▸ RECORDS FOR THE TASK
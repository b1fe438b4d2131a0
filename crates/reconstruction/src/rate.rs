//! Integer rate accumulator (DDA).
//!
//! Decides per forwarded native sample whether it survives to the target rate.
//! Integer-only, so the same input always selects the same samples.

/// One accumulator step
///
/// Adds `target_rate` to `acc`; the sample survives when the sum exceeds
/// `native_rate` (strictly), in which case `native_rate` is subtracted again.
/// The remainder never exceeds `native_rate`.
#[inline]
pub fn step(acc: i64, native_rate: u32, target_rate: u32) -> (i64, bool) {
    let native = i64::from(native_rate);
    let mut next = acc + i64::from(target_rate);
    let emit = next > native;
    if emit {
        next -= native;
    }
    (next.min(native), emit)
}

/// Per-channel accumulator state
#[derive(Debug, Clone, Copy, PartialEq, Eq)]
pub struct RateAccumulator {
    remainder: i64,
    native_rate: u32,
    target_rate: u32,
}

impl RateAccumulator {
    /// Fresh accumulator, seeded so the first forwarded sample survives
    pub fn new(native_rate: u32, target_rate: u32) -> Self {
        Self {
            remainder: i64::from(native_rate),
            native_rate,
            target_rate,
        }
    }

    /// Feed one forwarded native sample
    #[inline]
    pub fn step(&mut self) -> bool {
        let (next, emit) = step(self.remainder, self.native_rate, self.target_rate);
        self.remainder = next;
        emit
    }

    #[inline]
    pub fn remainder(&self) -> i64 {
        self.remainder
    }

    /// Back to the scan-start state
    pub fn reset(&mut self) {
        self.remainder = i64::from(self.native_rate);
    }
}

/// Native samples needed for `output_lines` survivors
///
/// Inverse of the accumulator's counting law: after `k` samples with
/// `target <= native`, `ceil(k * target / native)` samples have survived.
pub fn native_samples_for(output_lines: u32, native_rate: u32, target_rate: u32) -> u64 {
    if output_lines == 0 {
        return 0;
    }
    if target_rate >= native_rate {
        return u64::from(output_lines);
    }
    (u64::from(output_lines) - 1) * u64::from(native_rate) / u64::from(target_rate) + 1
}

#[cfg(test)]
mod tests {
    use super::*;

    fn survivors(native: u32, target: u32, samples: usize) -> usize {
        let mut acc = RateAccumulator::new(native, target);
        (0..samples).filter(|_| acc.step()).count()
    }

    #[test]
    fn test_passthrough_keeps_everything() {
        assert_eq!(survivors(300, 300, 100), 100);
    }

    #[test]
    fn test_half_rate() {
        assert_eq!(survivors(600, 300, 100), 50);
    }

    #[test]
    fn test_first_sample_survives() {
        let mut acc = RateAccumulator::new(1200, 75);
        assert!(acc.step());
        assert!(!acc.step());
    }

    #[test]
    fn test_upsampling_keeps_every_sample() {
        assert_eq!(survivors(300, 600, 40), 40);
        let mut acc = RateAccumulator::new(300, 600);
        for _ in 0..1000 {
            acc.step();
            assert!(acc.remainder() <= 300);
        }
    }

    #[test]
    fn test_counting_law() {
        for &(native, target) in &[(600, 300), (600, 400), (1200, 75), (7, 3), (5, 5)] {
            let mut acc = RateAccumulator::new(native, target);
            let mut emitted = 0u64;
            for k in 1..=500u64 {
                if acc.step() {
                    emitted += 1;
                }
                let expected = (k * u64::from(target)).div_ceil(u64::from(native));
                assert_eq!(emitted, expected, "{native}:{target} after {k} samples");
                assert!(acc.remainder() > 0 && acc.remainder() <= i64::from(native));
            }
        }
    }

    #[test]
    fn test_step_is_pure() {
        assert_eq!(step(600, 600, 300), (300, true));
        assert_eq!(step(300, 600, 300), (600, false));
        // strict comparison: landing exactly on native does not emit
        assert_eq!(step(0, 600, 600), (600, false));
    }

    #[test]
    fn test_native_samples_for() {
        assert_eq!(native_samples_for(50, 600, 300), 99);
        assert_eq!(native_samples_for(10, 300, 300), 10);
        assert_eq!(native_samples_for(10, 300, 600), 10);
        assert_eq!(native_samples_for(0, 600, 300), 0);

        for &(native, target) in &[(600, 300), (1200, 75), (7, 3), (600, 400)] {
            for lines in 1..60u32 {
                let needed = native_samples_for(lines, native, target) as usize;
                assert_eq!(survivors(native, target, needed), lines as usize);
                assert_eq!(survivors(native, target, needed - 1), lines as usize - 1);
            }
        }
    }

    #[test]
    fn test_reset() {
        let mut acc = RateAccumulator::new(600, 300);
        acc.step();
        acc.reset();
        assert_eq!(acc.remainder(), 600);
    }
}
--
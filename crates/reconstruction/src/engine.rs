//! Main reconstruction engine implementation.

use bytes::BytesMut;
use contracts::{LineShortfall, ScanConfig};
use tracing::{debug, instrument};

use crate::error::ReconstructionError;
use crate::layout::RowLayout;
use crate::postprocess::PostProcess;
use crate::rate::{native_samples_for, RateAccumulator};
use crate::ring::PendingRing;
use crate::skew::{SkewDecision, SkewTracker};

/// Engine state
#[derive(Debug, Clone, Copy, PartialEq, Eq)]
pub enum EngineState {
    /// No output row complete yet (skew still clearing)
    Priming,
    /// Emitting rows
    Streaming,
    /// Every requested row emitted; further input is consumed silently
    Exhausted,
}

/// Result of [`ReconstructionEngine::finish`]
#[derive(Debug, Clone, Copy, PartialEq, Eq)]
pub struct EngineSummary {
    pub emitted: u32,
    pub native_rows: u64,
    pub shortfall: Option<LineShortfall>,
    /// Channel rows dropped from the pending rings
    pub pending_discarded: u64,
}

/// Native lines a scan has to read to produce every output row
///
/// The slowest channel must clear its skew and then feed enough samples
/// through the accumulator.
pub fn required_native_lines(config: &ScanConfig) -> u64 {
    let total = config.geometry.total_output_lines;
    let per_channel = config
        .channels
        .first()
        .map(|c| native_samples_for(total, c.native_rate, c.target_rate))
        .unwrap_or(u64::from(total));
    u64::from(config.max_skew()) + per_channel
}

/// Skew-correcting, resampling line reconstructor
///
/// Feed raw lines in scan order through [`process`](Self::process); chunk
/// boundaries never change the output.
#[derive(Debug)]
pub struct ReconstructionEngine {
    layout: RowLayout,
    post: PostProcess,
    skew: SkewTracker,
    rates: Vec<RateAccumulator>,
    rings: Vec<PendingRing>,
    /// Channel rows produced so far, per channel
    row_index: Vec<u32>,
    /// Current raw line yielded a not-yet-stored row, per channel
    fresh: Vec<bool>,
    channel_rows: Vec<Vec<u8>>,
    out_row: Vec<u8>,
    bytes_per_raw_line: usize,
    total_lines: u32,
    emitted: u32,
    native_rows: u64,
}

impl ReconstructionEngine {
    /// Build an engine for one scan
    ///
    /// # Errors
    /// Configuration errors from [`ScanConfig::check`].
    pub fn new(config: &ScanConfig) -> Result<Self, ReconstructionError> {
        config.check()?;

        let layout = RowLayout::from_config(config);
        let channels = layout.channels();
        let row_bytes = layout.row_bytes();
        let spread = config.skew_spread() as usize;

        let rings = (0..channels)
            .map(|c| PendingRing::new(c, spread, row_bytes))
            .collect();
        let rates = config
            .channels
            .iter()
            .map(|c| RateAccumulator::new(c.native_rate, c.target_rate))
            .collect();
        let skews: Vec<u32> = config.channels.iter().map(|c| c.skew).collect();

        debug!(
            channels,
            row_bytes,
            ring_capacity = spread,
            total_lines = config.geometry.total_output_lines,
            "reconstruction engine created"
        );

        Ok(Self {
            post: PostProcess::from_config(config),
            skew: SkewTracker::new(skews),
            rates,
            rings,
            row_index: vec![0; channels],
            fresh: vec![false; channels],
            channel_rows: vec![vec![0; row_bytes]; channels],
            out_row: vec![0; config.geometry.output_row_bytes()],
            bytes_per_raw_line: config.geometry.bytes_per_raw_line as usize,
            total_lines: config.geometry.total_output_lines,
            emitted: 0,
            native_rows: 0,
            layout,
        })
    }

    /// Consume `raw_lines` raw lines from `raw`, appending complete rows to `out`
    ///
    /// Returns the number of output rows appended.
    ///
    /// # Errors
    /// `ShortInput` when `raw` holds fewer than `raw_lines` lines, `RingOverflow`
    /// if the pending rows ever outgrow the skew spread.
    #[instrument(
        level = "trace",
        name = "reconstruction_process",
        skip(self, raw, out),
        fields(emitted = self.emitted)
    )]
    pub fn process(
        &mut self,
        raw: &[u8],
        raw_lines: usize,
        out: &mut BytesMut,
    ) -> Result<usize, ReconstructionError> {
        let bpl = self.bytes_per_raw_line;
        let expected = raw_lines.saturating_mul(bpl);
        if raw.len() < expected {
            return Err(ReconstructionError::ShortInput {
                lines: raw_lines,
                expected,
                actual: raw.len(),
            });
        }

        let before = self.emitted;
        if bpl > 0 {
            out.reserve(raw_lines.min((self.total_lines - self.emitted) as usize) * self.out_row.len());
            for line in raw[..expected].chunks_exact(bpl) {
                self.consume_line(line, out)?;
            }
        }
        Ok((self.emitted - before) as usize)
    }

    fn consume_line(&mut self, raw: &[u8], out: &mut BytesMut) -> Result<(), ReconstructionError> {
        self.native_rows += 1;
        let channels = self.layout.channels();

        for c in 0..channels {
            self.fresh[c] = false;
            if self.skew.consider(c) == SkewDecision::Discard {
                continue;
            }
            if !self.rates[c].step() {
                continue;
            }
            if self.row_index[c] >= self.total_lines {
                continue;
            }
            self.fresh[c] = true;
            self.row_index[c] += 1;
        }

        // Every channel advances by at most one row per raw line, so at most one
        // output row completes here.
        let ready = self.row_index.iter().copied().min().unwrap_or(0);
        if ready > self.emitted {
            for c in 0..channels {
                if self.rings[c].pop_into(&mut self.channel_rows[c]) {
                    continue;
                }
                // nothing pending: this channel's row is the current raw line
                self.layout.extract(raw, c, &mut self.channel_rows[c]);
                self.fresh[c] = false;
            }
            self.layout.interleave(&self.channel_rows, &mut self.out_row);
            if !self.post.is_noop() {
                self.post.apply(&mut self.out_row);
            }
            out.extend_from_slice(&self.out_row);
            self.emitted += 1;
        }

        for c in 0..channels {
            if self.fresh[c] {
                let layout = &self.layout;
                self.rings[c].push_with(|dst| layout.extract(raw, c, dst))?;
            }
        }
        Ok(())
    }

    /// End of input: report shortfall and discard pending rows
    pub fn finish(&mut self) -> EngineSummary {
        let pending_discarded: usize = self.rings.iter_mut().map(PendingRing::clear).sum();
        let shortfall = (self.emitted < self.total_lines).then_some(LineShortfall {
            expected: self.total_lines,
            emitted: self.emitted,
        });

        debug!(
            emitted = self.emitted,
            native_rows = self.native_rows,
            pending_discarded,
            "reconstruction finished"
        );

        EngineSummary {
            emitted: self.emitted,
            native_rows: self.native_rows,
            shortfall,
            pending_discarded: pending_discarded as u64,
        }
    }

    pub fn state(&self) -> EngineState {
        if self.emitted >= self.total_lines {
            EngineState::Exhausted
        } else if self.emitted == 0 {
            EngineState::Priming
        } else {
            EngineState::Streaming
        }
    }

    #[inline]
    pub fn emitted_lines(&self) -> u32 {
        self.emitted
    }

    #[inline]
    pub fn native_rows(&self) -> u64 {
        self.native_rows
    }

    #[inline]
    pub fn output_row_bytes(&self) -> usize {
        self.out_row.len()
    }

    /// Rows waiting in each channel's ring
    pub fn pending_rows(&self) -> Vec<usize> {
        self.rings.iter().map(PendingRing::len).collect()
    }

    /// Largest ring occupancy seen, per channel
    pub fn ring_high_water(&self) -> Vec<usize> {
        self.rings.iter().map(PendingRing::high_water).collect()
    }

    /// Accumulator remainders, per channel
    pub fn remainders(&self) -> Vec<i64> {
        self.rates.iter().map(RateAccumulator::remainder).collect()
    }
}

▸ WHAT YOU WILL DO
Show all lines from the entries that hold "needed".

▸ YOUR SOLUTION
/// Native samples needed for `output_lines` survivors
                let needed = native_samples_for(lines, native, target) as usize;
                assert_eq!(survivors(native, target, needed), lines as usize);
                assert_eq!(survivors(native, target, needed - 1), lines as usize - 1);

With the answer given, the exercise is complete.